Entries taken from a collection
──────────

//! Stop completion for both phases.
//!
//! Verifies the calling driver owns the parcel for the phase, advances the
//! state machine through a guarded update, and reports how many stops
//! remain for the driver.

use std::sync::Arc;

use chrono::DateTime;
use chrono_tz::Tz;
use thiserror::Error;
use tracing::info;

use crate::boundary::ports::{ParcelRepository, RepositoryError};
use crate::domain::model::driver::Phase;

#[derive(Debug, Error)]
pub enum CompleteError {
    #[error("Parcel not found: {0}")]
    ParcelNotFound(i64),

    #[error("Parcel {0} is not owned by driver {1}")]
    NotOwner(i64, i64),

    #[error("Completion changed no rows for parcel {0}")]
    StaleState(i64),

    #[error("Repository error: {0}")]
    Repository(#[from] RepositoryError),
}

#[derive(Debug, PartialEq)]
pub struct CompleteOutcome {
    pub remaining: usize,
    pub completed_at: String,
}

/// Completion handler, phase-parameterized.
pub struct CompleteHandler<P>
where
    P: ParcelRepository,
{
    parcels: Arc<P>,
}

impl<P> CompleteHandler<P>
where
    P: ParcelRepository,
{
    pub fn new(parcels: Arc<P>) -> Self {
        Self { parcels }
    }

    pub async fn handle(
        &self,
        phase: Phase,
        driver_id: i64,
        parcel_id: i64,
        now: DateTime<Tz>,
    ) -> Result<CompleteOutcome, CompleteError> {
        let parcel = self
            .parcels
            .find_by_id(parcel_id)
            .await?
            .ok_or(CompleteError::ParcelNotFound(parcel_id))?;

        let owned = match phase {
            Phase::Pickup => parcel.is_pickup_owner(driver_id),
            Phase::Delivery => parcel.is_delivery_owner(driver_id),
        };
        if !owned {
            return Err(CompleteError::NotOwner(parcel_id, driver_id));
        }

        let stamp = now.naive_local();
        let changed = match phase {
            Phase::Pickup => self.parcels.complete_pickup(parcel_id, stamp).await?,
            Phase::Delivery => self.parcels.complete_delivery(parcel_id, stamp).await?,
        };
        if !changed {
            return Err(CompleteError::StaleState(parcel_id));
        }

        let today = now.date_naive();
        let remaining = match phase {
            Phase::Pickup => self.parcels.pending_pickups(driver_id, today).await?.len(),
            Phase::Delivery => self.parcels.pending_deliveries(driver_id).await?.len(),
        };

        info!(driver_id, parcel_id, remaining, "stop completed");
        Ok(CompleteOutcome { remaining, completed_at: now.to_rfc3339() })
    }
}

#[cfg(test)]
mod tests {
    use chrono::{NaiveDate, TimeZone};
    use chrono_tz::Asia::Seoul;

    use super::*;
    use crate::boundary::ports::parcel_repository::MockParcelRepository;
    use crate::domain::model::parcel::{Parcel, ParcelStatus};

    fn parcel_for(driver_id: i64, phase: Phase) -> Parcel {
        Parcel {
            id: 42,
            owner_id: 100,
            owner_name: None,
            size: "M".to_string(),
            recipient_addr: "서울 종로구 종로 1".to_string(),
            recipient_name: None,
            recipient_phone: None,
            product_name: "책".to_string(),
            status: match phase {
                Phase::Pickup => ParcelStatus::PickupPending,
                Phase::Delivery => ParcelStatus::DeliveryPending,
            },
            pickup_driver_id: (phase == Phase::Pickup).then_some(driver_id),
            pickup_driver_name: None,
            delivery_driver_id: (phase == Phase::Delivery).then_some(driver_id),
            delivery_driver_name: None,
            pickup_scheduled_date: None,
            pickup_completed_at: None,
            delivery_completed_at: None,
            is_next_pickup_target: false,
            is_next_delivery_target: false,
            created_at: NaiveDate::from_ymd_opt(2025, 6, 2)
                .unwrap()
                .and_hms_opt(9, 0, 0)
                .unwrap(),
        }
    }

    #[tokio::test]
    async fn test_complete_pickup_reports_remaining() {
        let mut parcels = MockParcelRepository::new();
        parcels
            .expect_find_by_id()
            .returning(|_| Ok(Some(parcel_for(3, Phase::Pickup))));
        parcels.expect_complete_pickup().returning(|_, _| Ok(true));
        parcels
            .expect_pending_pickups()
            .returning(|_, _| Ok(vec![parcel_for(3, Phase::Pickup), parcel_for(3, Phase::Pickup)]));

        let h = CompleteHandler::new(Arc::new(parcels));
        let now = Seoul.with_ymd_and_hms(2025, 6, 2, 9, 30, 0).unwrap();
        let outcome = h.handle(Phase::Pickup, 3, 42, now).await.unwrap();
        assert_eq!(outcome.remaining, 2);
    }

    #[tokio::test]
    async fn test_wrong_driver_is_rejected() {
        let mut parcels = MockParcelRepository::new();
        parcels
            .expect_find_by_id()
            .returning(|_| Ok(Some(parcel_for(3, Phase::Delivery))));

        let h = CompleteHandler::new(Arc::new(parcels));
        let now = Seoul.with_ymd_and_hms(2025, 6, 2, 16, 0, 0).unwrap();
        let result = h.handle(Phase::Delivery, 8, 42, now).await;
        assert!(matches!(result, Err(CompleteError::NotOwner(42, 8))));
    }

    #[tokio::test]
    async fn test_zero_row_update_is_stale_state() {
        let mut parcels = MockParcelRepository::new();
        parcels
            .expect_find_by_id()
            .returning(|_| Ok(Some(parcel_for(3, Phase::Pickup))));
        parcels.expect_complete_pickup().returning(|_, _| Ok(false));

        let h = CompleteHandler::new(Arc::new(parcels));
        let now = Seoul.with_ymd_and_hms(2025, 6, 2, 9, 30, 0).unwrap();
        let result = h.handle(Phase::Pickup, 3, 42, now).await;
        assert!(matches!(result, Err(CompleteError::StaleState(42))));
    }
}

──────────

• **PROBLEM TO SOLVE**:
Repeat back all entries verbatim.

• **REPLY**:
//! Stop completion for both phases.
//!
//! Verifies the calling driver owns the parcel for the phase, advances the
//! state machine through a guarded update, and reports how many stops
//! remain for the driver.

use std::sync::Arc;

use chrono::DateTime;
use chrono_tz::Tz;
use thiserror::Error;
use tracing::info;

use crate::boundary::ports::{ParcelRepository, RepositoryError};
use crate::domain::model::driver::Phase;

#[derive(Debug, Error)]
pub enum CompleteError {
    #[error("Parcel not found: {0}")]
    ParcelNotFound(i64),

    #[error("Parcel {0} is not owned by driver {1}")]
    NotOwner(i64, i64),

    #[error("Completion changed no rows for parcel {0}")]
    StaleState(i64),

    #[error("Repository error: {0}")]
    Repository(#[from] RepositoryError),
}

#[derive(Debug, PartialEq)]
pub struct CompleteOutcome {
    pub remaining: usize,
    pub completed_at: String,
}

/// Completion handler, phase-parameterized.
pub struct CompleteHandler<P>
where
    P: ParcelRepository,
{
    parcels: Arc<P>,
}

impl<P> CompleteHandler<P>
where
    P: ParcelRepository,
{
    pub fn new(parcels: Arc<P>) -> Self {
        Self { parcels }
    }

    pub async fn handle(
        &self,
        phase: Phase,
        driver_id: i64,
        parcel_id: i64,
        now: DateTime<Tz>,
    ) -> Result<CompleteOutcome, CompleteError> {
        let parcel = self
            .parcels
            .find_by_id(parcel_id)
            .await?
            .ok_or(CompleteError::ParcelNotFound(parcel_id))?;

        let owned = match phase {
            Phase::Pickup => parcel.is_pickup_owner(driver_id),
            Phase::Delivery => parcel.is_delivery_owner(driver_id),
        };
        if !owned {
            return Err(CompleteError::NotOwner(parcel_id, driver_id));
        }

        let stamp = now.naive_local();
        let changed = match phase {
            Phase::Pickup => self.parcels.complete_pickup(parcel_id, stamp).await?,
            Phase::Delivery => self.parcels.complete_delivery(parcel_id, stamp).await?,
        };
        if !changed {
            return Err(CompleteError::StaleState(parcel_id));
        }

        let today = now.date_naive();
        let remaining = match phase {
            Phase::Pickup => self.parcels.pending_pickups(driver_id, today).await?.len(),
            Phase::Delivery => self.parcels.pending_deliveries(driver_id).await?.len(),
        };

        info!(driver_id, parcel_id, remaining, "stop completed");
        Ok(CompleteOutcome { remaining, completed_at: now.to_rfc3339() })
    }
}

#[cfg(test)]
mod tests {
    use chrono::{NaiveDate, TimeZone};
    use chrono_tz::Asia::Seoul;

    use super::*;
    use crate::boundary::ports::parcel_repository::MockParcelRepository;
    use crate::domain::model::parcel::{Parcel, ParcelStatus};

    fn parcel_for(driver_id: i64, phase: Phase) -> Parcel {
        Parcel {
            id: 42,
            owner_id: 100,
            owner_name: None,
            size: "M".to_string(),
            recipient_addr: "서울 종로구 종로 1".to_string(),
            recipient_name: None,
            recipient_phone: None,
            product_name: "책".to_string(),
            status: match phase {
                Phase::Pickup => ParcelStatus::PickupPending,
                Phase::Delivery => ParcelStatus::DeliveryPending,
            },
            pickup_driver_id: (phase == Phase::Pickup).then_some(driver_id),
            pickup_driver_name: None,
            delivery_driver_id: (phase == Phase::Delivery).then_some(driver_id),
            delivery_driver_name: None,
            pickup_scheduled_date: None,
            pickup_completed_at: None,
            delivery_completed_at: None,
            is_next_pickup_target: false,
            is_next_delivery_target: false,
            created_at: NaiveDate::from_ymd_opt(2025, 6, 2)
                .unwrap()
                .and_hms_opt(9, 0, 0)
                .unwrap(),
        }
    }

    #[tokio::test]
    async fn test_complete_pickup_reports_remaining() {
        let mut parcels = MockParcelRepository::new();
        parcels
            .expect_find_by_id()
            .returning(|_| Ok(Some(parcel_for(3, Phase::Pickup))));
        parcels.expect_complete_pickup().returning(|_, _| Ok(true));
        parcels
            .expect_pending_pickups()
            .returning(|_, _| Ok(vec![parcel_for(3, Phase::Pickup), parcel_for(3, Phase::Pickup)]));

        let h = CompleteHandler::new(Arc::new(parcels));
        let now = Seoul.with_ymd_and_hms(2025, 6, 2, 9, 30, 0).unwrap();
        let outcome = h.handle(Phase::Pickup, 3, 42, now).await.unwrap();
        assert_eq!(outcome.remaining, 2);
    }

    #[tokio::test]
    async fn test_wrong_driver_is_rejected() {
        let mut parcels = MockParcelRepository::new();
        parcels
            .expect_find_by_id()
            .returning(|_| Ok(Some(parcel_for(3, Phase::Delivery))));

        let h = CompleteHandler::new(Arc::new(parcels));
        let now = Seoul.with_ymd_and_hms(2025, 6, 2, 16, 0, 0).unwrap();
        let result = h.handle(Phase::Delivery, 8, 42, now).await;
        assert!(matches!(result, Err(CompleteError::NotOwner(42, 8))));
    }

    #[tokio::test]
    async fn test_zero_row_update_is_stale_state() {
        let mut parcels = MockParcelRepository::new();
        parcels
            .expect_find_by_id()
            .returning(|_| Ok(Some(parcel_for(3, Phase::Pickup))));
        parcels.expect_complete_pickup().returning(|_, _| Ok(false));

        let h = CompleteHandler::new(Arc::new(parcels));
        let now = Seoul.with_ymd_and_hms(2025, 6, 2, 9, 30, 0).unwrap();
        let result = h.handle(Phase::Pickup, 3, 42, now).await;
        assert!(matches!(result, Err(CompleteError::StaleState(42))));
    }
}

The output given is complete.